Não me interessa discutir as ideias dos neonazis – o racismo, a xenofobia, o cercear das liberdades individuais. Apenas manifesto aqui a total repulsa pelo que elas representam agora e no passado. Diferente é a postura de quem convive mal com a tolerância, valor essencial para o reconhecimento das liberdades individuais. O que questiono é se a defesa dos valores de tolerância, da integração de quem pensa diferente de mim, se compadece com atitudes que tentam vedar o acesso à arena política daquelas formações que não respeitam estes mesmos valores. Seremos democráticos e inclusivos se rejeitamos a participação dos que não se revêem nos valores que alicerçam o sistema? Não estaremos, pelo contrário, a jogar o mesmo jogo de quem é anti-democrático ao impedir que eles tenham acesso à antena?

Estas interrogações vêm a propósito de mais um acto solene do Bloco de Esquerda, que se pôs em bicos de pés para vincar o protagonismo que se lhe reconhece desde que conquistou “respeitabilidade política” (desde que passou a ter representação parlamentar). Só o Bloco de Esquerda deu conta da peregrinação turística dos neonazis europeus, protestando contra o conclave desta gente de extrema-direita. Dirigiu uma petição ao presidente da assembleia da república manifestando o seu desagrado. Veio para os jornais numa campanha ruidosa, desgostoso por Portugal dar coutada a tantos energúmenos que são uma ameaça à liberdade. Se o Bloco de Esquerda mandasse os neonazis não passariam da fronteira.

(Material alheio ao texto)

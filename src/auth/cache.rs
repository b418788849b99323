//! Realm-entry storage and protection-space lookup
//!
//! Entries are keyed by (origin, realm, scheme) and carry the set of known
//! path prefixes approximating the RFC 2617 protection space: once a server
//! challenges for `/dir/a.html`, credentials are assumed valid for
//! everything under `/dir/`.

use std::collections::VecDeque;
use tracing::{debug, warn};

use crate::constants::auth::{MAX_PATHS_PER_REALM_ENTRY, MAX_REALM_ENTRIES};
use crate::types::Origin;

/// One (origin, realm, scheme) protection space with its credentials.
///
/// Entries are owned by the [`AuthCache`]; references into it follow the
/// usual borrow rules and cannot outlive the next mutation.
#[derive(Debug, Clone, PartialEq, Eq)]
pub struct AuthCacheEntry {
    origin: Origin,
    realm: String,
    scheme: String,
    auth_challenge: String,
    username: String,
    password: String,
    nonce_count: u32,
    /// Known parent directories, newest first. Bounded by
    /// [`MAX_PATHS_PER_REALM_ENTRY`].
    paths: VecDeque<String>,
}

impl AuthCacheEntry {
    fn new(origin: Origin, realm: &str, scheme: &str) -> Self {
        Self {
            origin,
            realm: realm.to_string(),
            scheme: scheme.to_string(),
            auth_challenge: String::new(),
            username: String::new(),
            password: String::new(),
            nonce_count: 0,
            paths: VecDeque::new(),
        }
    }

    /// The origin this protection space belongs to.
    #[must_use]
    pub const fn origin(&self) -> &Origin {
        &self.origin
    }

    /// The server-chosen realm string (case-sensitive).
    #[must_use]
    pub fn realm(&self) -> &str {
        &self.realm
    }

    /// The authentication scheme, lowercase by caller convention.
    #[must_use]
    pub fn scheme(&self) -> &str {
        &self.scheme
    }

    /// The challenge string last received for this space.
    #[must_use]
    pub fn auth_challenge(&self) -> &str {
        &self.auth_challenge
    }

    /// The cached username.
    #[must_use]
    pub fn username(&self) -> &str {
        &self.username
    }

    /// The cached password.
    #[must_use]
    pub fn password(&self) -> &str {
        &self.password
    }

    /// Pre-increment and return the digest nonce-use counter.
    ///
    /// Monotonic for the life of the entry; reset only when the entry's
    /// stale challenge is replaced.
    pub fn increment_nonce_count(&mut self) -> u32 {
        self.nonce_count += 1;
        self.nonce_count
    }

    /// The known paths (parent directories), newest first.
    #[must_use]
    pub fn paths(&self) -> impl Iterator<Item = &str> {
        self.paths.iter().map(String::as_str)
    }

    /// Record the parent directory of `path` as part of this protection
    /// space. Duplicates are ignored; once the list is at capacity, new
    /// paths are not recorded.
    fn add_path(&mut self, path: &str) {
        let parent = parent_directory(path);
        if self.has_exact_path(&parent) {
            return;
        }
        if self.paths.len() >= MAX_PATHS_PER_REALM_ENTRY {
            debug!(
                "Path list for realm '{}' at {} is full; not recording '{}'",
                self.realm, self.origin, parent
            );
            return;
        }
        self.paths.push_front(parent);
    }

    fn has_exact_path(&self, dir: &str) -> bool {
        self.paths.iter().any(|p| p == dir)
    }

    /// Whether any known path encloses the directory `dir`.
    fn has_enclosing_path(&self, dir: &str) -> bool {
        self.paths.iter().any(|p| is_enclosing_path(p, dir))
    }
}

/// Everything up to and including the last `/` of `path`; `/` for
/// malformed paths with no slash at all.
fn parent_directory(path: &str) -> String {
    match path.rfind('/') {
        Some(i) => path[..=i].to_string(),
        None => "/".to_string(),
    }
}

/// Whether `container` (a directory ending in `/`) is a prefix of `path`.
fn is_enclosing_path(container: &str, path: &str) -> bool {
    debug_assert!(container.is_empty() || container.ends_with('/'));
    (container.is_empty() && path.is_empty())
        || (!container.is_empty() && path.starts_with(container))
}

/// Bounded cache of authentication realm entries.
///
/// Realm and scheme are compared case-sensitively everywhere; callers are
/// expected to lowercase the scheme. At most one entry exists per
/// (origin, realm, scheme) triple.
///
/// # Examples
///
/// ```
/// use http_reuse::{AuthCache, Origin};
///
/// let mut cache = AuthCache::new();
/// let origin = Origin::new("http", "www.example.com", 80);
/// cache.add(&origin, "Staging", "basic", "Basic realm=Staging", "alice", "s3cret", "/dir/a.html");
///
/// let entry = cache.lookup_by_path(&origin, "/dir/b.html").unwrap();
/// assert_eq!(entry.username(), "alice");
/// assert!(cache.lookup_by_path(&origin, "/other/").is_none());
/// ```
#[derive(Debug, Clone, Default, PartialEq, Eq)]
pub struct AuthCache {
    /// Insertion-ordered; the front is the oldest and is evicted first.
    entries: Vec<AuthCacheEntry>,
}

impl AuthCache {
    /// Create an empty cache.
    #[must_use]
    pub fn new() -> Self {
        Self::default()
    }

    /// Number of realm entries currently cached.
    #[must_use]
    pub fn len(&self) -> usize {
        self.entries.len()
    }

    /// Whether the cache holds no entries.
    #[must_use]
    pub fn is_empty(&self) -> bool {
        self.entries.is_empty()
    }

    /// Exact-match lookup by (origin, realm, scheme).
    pub fn lookup(
        &mut self,
        origin: &Origin,
        realm: &str,
        scheme: &str,
    ) -> Option<&mut AuthCacheEntry> {
        self.entries
            .iter_mut()
            .find(|e| e.origin == *origin && e.realm == realm && e.scheme == scheme)
    }

    /// Protection-space lookup: the first entry (in list order) for
    /// `origin` whose known paths enclose `path`.
    ///
    /// When several entries' protection spaces overlap, the first one
    /// found wins; there is no tie-break by specificity.
    pub fn lookup_by_path(&mut self, origin: &Origin, path: &str) -> Option<&mut AuthCacheEntry> {
        let parent = parent_directory(path);
        self.entries
            .iter_mut()
            .find(|e| e.origin == *origin && e.has_enclosing_path(&parent))
    }

    /// Insert or update the entry for (origin, realm, scheme).
    ///
    /// An existing entry is updated in place: challenge and credentials
    /// are replaced and `path` joins the known-path list (deduplicated,
    /// capped); the nonce counter is untouched. A new entry may evict the
    /// oldest one when the cache is at [`MAX_REALM_ENTRIES`].
    #[allow(clippy::too_many_arguments)]
    pub fn add(
        &mut self,
        origin: &Origin,
        realm: &str,
        scheme: &str,
        auth_challenge: &str,
        username: &str,
        password: &str,
        path: &str,
    ) -> &mut AuthCacheEntry {
        let index = match self
            .entries
            .iter()
            .position(|e| e.origin == *origin && e.realm == realm && e.scheme == scheme)
        {
            Some(index) => index,
            None => {
                if self.entries.len() >= MAX_REALM_ENTRIES {
                    let evicted = self.entries.remove(0);
                    warn!(
                        "Auth cache full; evicting oldest entry (realm '{}' at {})",
                        evicted.realm, evicted.origin
                    );
                }
                self.entries
                    .push(AuthCacheEntry::new(origin.clone(), realm, scheme));
                self.entries.len() - 1
            }
        };

        let entry = &mut self.entries[index];
        entry.auth_challenge = auth_challenge.to_string();
        entry.username = username.to_string();
        entry.password = password.to_string();
        entry.add_path(path);
        entry
    }

    /// Remove the entry for (origin, realm, scheme), but only when the
    /// stored credentials equal the given ones exactly.
    ///
    /// A mismatch leaves the cache untouched: a caller must not be able to
    /// erase credentials it does not already know.
    pub fn remove(
        &mut self,
        origin: &Origin,
        realm: &str,
        scheme: &str,
        username: &str,
        password: &str,
    ) -> bool {
        let Some(index) = self
            .entries
            .iter()
            .position(|e| e.origin == *origin && e.realm == realm && e.scheme == scheme)
        else {
            return false;
        };
        let entry = &self.entries[index];
        if entry.username != username || entry.password != password {
            return false;
        }
        self.entries.remove(index);
        true
    }

    /// Replace the challenge of an existing entry and restart its nonce
    /// counter. Returns `false` when no entry matches.
    pub fn update_stale_challenge(
        &mut self,
        origin: &Origin,
        realm: &str,
        scheme: &str,
        auth_challenge: &str,
    ) -> bool {
        match self.lookup(origin, realm, scheme) {
            Some(entry) => {
                entry.auth_challenge = auth_challenge.to_string();
                entry.nonce_count = 0;
                true
            }
            None => false,
        }
    }

    /// Drop every entry.
    pub fn clear(&mut self) {
        self.entries.clear();
    }
}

Fico admirado por se dar tanta atenção aos protestos do Bloco de Esquerda, quando esta espécie de coligação agrupa partidos que não são conhecidos por respeitarem os valores da liberdade individual, por ainda professarem valores como a ditadura do proletariado, por não se terem desprendido da figura tutelar de Trotsky. Basta dar um passeio pelos sites do PSR e da UDP para verificar que estes objectivos programáticos constam, intactos e actuais, dos respectivos programas de acção.

É por isto que me pergunto que legitimidade tem o Bloco de Esquerda para se insurgir contra a reunião de neonazis em Portugal. Porque os neonazis são uma ameaça à democracia? Serão mesmo? Por acaso os serviços secretos de toda a Europa convergiram a Portugal perante a “séria ameaça” de um golpe de Estado que varresse do mapa a tão querida democracia? E, já agora, não representa o Bloco de Esquerda (pelos valores políticos que ainda não foram renegados) uma ameaça idêntica ao valor da tolerância, às regras do jogo democrático? Os métodos serão diferentes da extrema-direita. Sabe-se que a extrema-esquerda onde se acoita o Bloco de Esquerda não tem o passado tão manchado de sangue como a extrema-direita. Mas os objectivos finais serão assim tão diferentes quando se compara a extrema-direita com esta extrema-esquerda?

O respeito escrupuloso pelo valor da tolerância não se compadece com decisões arbitrárias que impedem as franjas totalitárias de exprimirem as suas opiniões. É esta a verdadeira diferença entre quem se afirma tributário do valor da tolerância e aqueles que o menosprezam. Os primeiros sabem dar o flanco para que os segundos combatam o sistema por dentro. A decisão final cabe a quem vai votar: se preferem ter o direito de continuar a votar, ou se preferem, com o voto nas formações totalitárias, deixar de votar no futuro.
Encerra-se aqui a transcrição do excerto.